Murray Smith, Jonah Butovsky e Josh Watterton[1]

A convulsão social de 2020-21 pode muito bem marcar uma virada importante na história mundial. A emergência global de saúde pública trazida pela Covid-19 e a crise econômica associada produziram efeitos sociais e políticos extremamente disruptivos e de longo alcance.  Mesmo antes do início da pandemia – note-se –, a economia mundial já estava à beira de uma recessão severa, titubeando após uma prolongada – e notavelmente morna – recuperação da Grande Recessão de 2008-09. Foi só isso o que era capaz de apresentar após várias décadas decrescimento lento, austeridade e problemas persistentes de lucratividade na esfera do capital industrial, em que se produz o valor e o mais-valor.  A recessão, então, foi grandemente ampliada por bloqueios (totais ou parciais) impostos pelos estados nacionais às indústrias, serviços governamentais e pequenas empresas. Como resultado desse processo, chegou-se a níveis de desemprego e de contração econômica que rivalizam com aqueles observados na Grande Depressão da década de 1930.

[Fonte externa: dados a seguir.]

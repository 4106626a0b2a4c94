//! Implementations for the AxisCtrl state structure

// ---------------------------------------------------------------------------
// IMPORTS
// ---------------------------------------------------------------------------

// External
use log::trace;
use serde::Serialize;
use std::fmt;

// Internal
use super::{AxisCtrlError, AxisCtrlParams, PidController, PidGains};
use comms_if::eqpt::{Axis, AxisCommand, MarkerObservation, PWM_MAX, PWM_MIN, PWM_NEUTRAL};
use util::module::State;

// ---------------------------------------------------------------------------
// TYPES
// ---------------------------------------------------------------------------

/// Function giving an axis' error from the marker geometry.
pub type ErrorFn = Box<dyn Fn(&MarkerObservation) -> f64 + Send>;

// ---------------------------------------------------------------------------
// DATA STRUCTURES
// ---------------------------------------------------------------------------

/// Controller for a single axis.
///
/// Turns a marker observation into a command for the axis' channel using its own PID controller.
pub struct AxisCtrl {
    axis: Axis,

    channel_id: u8,

    /// Negate the PID output before mapping to a command
    invert: bool,

    error_fn: ErrorFn,

    pid: PidController,
}

/// Input data to an axis controller.
#[derive(Debug, Clone, Copy)]
pub struct InputData {
    /// This cycle's observation
    pub observation: MarkerObservation,

    /// Time since the previous cycle, shared by every axis in the cycle.
    ///
    /// Units: seconds
    pub dt_s: f64,
}

/// Status report for one axis' processing.
#[derive(Clone, Copy, Default, Serialize, Debug, PartialEq)]
pub struct AxisStatusReport {
    /// Whether the marker was visible this cycle
    pub marker_present: bool,

    /// The axis error, zero if the marker wasn't visible
    pub error: f64,

    /// Raw PID output
    pub pid_output: f64,

    /// Whether the error was inside the deadband
    pub in_deadband: bool,

    /// The command value sent on the axis' channel
    pub value: u16,
}

// ---------------------------------------------------------------------------
// IMPLEMENTATIONS
// ---------------------------------------------------------------------------

impl State for AxisCtrl {
    type InputData = InputData;
    type OutputData = AxisCommand;
    type StatusReport = AxisStatusReport;
    type ProcError = AxisCtrlError;

    /// Compute the axis command for this cycle.
    ///
    /// Without a marker the controller is reset and the command is neutral. A non-finite error is
    /// rejected before it reaches the PID, leaving the controller state as it was. An infinite PID
    /// output saturates the command, a NaN output is rejected.
    fn proc(
        &mut self,
        input_data: &Self::InputData,
    ) -> Result<(Self::OutputData, Self::StatusReport), Self::ProcError> {
        let obs = &input_data.observation;

        if !obs.present {
            self.pid.reset();

            return Ok((
                AxisCommand::neutral(self.channel_id),
                AxisStatusReport {
                    value: PWM_NEUTRAL,
                    ..Default::default()
                },
            ));
        }

        let error = (self.error_fn)(obs);
        if !error.is_finite() {
            return Err(AxisCtrlError::NonFiniteError(self.axis, error));
        }

        let pid_output = self.pid.update(error, input_data.dt_s);
        if pid_output.is_nan() {
            return Err(AxisCtrlError::NonFiniteOutput(self.axis, pid_output));
        }

        let offset = match self.invert {
            true => -pid_output.round(),
            false => pid_output.round(),
        };

        // Saturate before the cast, an infinite offset still picks the right end of the range
        let value =
            (f64::from(PWM_NEUTRAL) + offset).clamp(f64::from(PWM_MIN), f64::from(PWM_MAX));
        let cmd = AxisCommand::new(self.channel_id, value as i64);

        trace!(
            "{} error: {:.2}, output: {:.2}, command: {}",
            self.axis,
            error,
            pid_output,
            cmd.value()
        );

        Ok((
            cmd,
            AxisStatusReport {
                marker_present: true,
                error,
                pid_output,
                in_deadband: self.pid.in_deadband(),
                value: cmd.value(),
            },
        ))
    }

    fn reset(&mut self) {
        self.pid.reset()
    }
}

impl AxisCtrl {
    /// Create a controller for `axis` from its parts.
    pub fn new(
        axis: Axis,
        channel_id: u8,
        gains: PidGains,
        invert: bool,
        error_fn: ErrorFn,
    ) -> Self {
        Self {
            axis,
            channel_id,
            invert,
            error_fn,
            pid: PidController::new(gains),
        }
    }

    /// Create the controller for `axis` as described by the parameters.
    pub fn from_params(axis: Axis, params: &AxisCtrlParams) -> Self {
        let p = params.axis(axis);

        let error_fn: ErrorFn = match axis {
            Axis::Forward => {
                let target_area = params.target_area;
                Box::new(move |obs| forward_error(obs, target_area))
            }
            Axis::Yaw => Box::new(yaw_error),
            Axis::Lateral => Box::new(lateral_error),
            Axis::Throttle => Box::new(throttle_error),
        };

        Self::new(axis, p.channel, p.gains(), p.invert, error_fn)
    }

    /// Compute this cycle's command, see [`State::proc`].
    pub fn compute(
        &mut self,
        observation: &MarkerObservation,
        dt_s: f64,
    ) -> Result<AxisCommand, AxisCtrlError> {
        self.proc(&InputData {
            observation: *observation,
            dt_s,
        })
        .map(|(cmd, _)| cmd)
    }

    pub fn axis(&self) -> Axis {
        self.axis
    }

    pub fn channel_id(&self) -> u8 {
        self.channel_id
    }

    pub fn pid(&self) -> &PidController {
        &self.pid
    }
}

impl fmt::Debug for AxisCtrl {
    fn fmt(&self, f: &mut fmt::Formatter<'_>) -> fmt::Result {
        f.debug_struct("AxisCtrl")
            .field("axis", &self.axis)
            .field("channel_id", &self.channel_id)
            .field("invert", &self.invert)
            .field("pid", &self.pid)
            .finish()
    }
}

// ---------------------------------------------------------------------------
// ERROR FUNCTIONS
// ---------------------------------------------------------------------------

/// Forward error, positive when the marker looks smaller than the target (too far away).
pub fn forward_error(obs: &MarkerObservation, target_area: f64) -> f64 {
    target_area - obs.area
}

/// Yaw error, positive when the marker's right edge is longer than its left.
pub fn yaw_error(obs: &MarkerObservation) -> f64 {
    obs.right_edge_length - obs.left_edge_length
}

/// Lateral error, positive when the marker is right of the frame centre.
pub fn lateral_error(obs: &MarkerObservation) -> f64 {
    obs.center_x - obs.frame_width as f64 / 2.0
}

/// Vertical error, positive when the marker is below the frame centre.
pub fn throttle_error(obs: &MarkerObservation) -> f64 {
    obs.center_y - obs.frame_height as f64 / 2.0
}
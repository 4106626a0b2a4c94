//! # Vision Equipment Communications Module
//!
//! Marker geometry published by the vision process, one observation per processed frame.

// ------------------------------------------------------------------------------------------------
// IMPORTS
// ------------------------------------------------------------------------------------------------

use chrono::{serde::ts_milliseconds, DateTime, Utc};
use serde::{Deserialize, Serialize};

// ------------------------------------------------------------------------------------------------
// STRUCTS
// ------------------------------------------------------------------------------------------------

/// Geometric summary of the tracked fiducial marker in a single frame.
///
/// When `present` is `false` none of the geometry fields carry meaning.
#[derive(Serialize, Deserialize, Debug, Clone, Copy, PartialEq)]
pub struct MarkerObservation {
    /// Whether a marker was detected in the frame.
    pub present: bool,

    /// Area enclosed by the marker's corners.
    ///
    /// Units: pixels^2
    #[serde(default)]
    pub area: f64,

    /// Length of the marker's left edge.
    ///
    /// Units: pixels
    #[serde(default)]
    pub left_edge_length: f64,

    /// Length of the marker's right edge.
    ///
    /// Units: pixels
    #[serde(default)]
    pub right_edge_length: f64,

    /// Horizontal position of the marker's centre, from the left of the frame.
    ///
    /// Units: pixels
    #[serde(default)]
    pub center_x: f64,

    /// Vertical position of the marker's centre, from the top of the frame.
    ///
    /// Units: pixels
    #[serde(default)]
    pub center_y: f64,

    /// Width of the frame the marker was found in.
    #[serde(default)]
    pub frame_width: u32,

    /// Height of the frame the marker was found in.
    #[serde(default)]
    pub frame_height: u32,
}

/// Message published by the vision server.
#[derive(Serialize, Deserialize, Debug, Clone)]
pub struct MarkerMsg {
    /// UTC timestamp at which the frame was acquired
    #[serde(with = "ts_milliseconds")]
    pub timestamp: DateTime<Utc>,

    /// The observation extracted from the frame
    pub observation: MarkerObservation,
}

// ------------------------------------------------------------------------------------------------
// IMPLS
// ------------------------------------------------------------------------------------------------

impl MarkerObservation {
    /// An observation reporting that no marker is visible.
    pub fn absent() -> Self {
        Self {
            present: false,
            area: 0.0,
            left_edge_length: 0.0,
            right_edge_length: 0.0,
            center_x: 0.0,
            center_y: 0.0,
            frame_width: 0,
            frame_height: 0,
        }
    }
}

impl Default for MarkerObservation {
    fn default() -> Self {
        Self::absent()
    }
}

Como se deve encarar essa crise global “combinada” ocorrida entre 2020 e 2021?  Com poucas exceções, a resposta da mídia corporativa, dos estratos gerenciais profissionais, das elites políticas e de muitos economistas são notavelmente uniformes.  Consistente com a maioria das avaliações convencionais sobre os atuais problemas da humanidade, vê-se essa ocorrência como um fenômeno natural: eis que, súbita e “misteriosamente”, surgiu um vírus invulgarmente infeccioso e furtivo… Diante dessa emergência, fala-se muito então das decisões consciente e das ações de indivíduos (profissionais de saúde, políticos, líderes empresariais e jornalistas da grande mídia) em reação a ele. Assim, minimiza-se o papel decisivo desempenhado por poderosas forças sociais estruturais que instigam, exploram e determinam a forma e a magnitude da crise.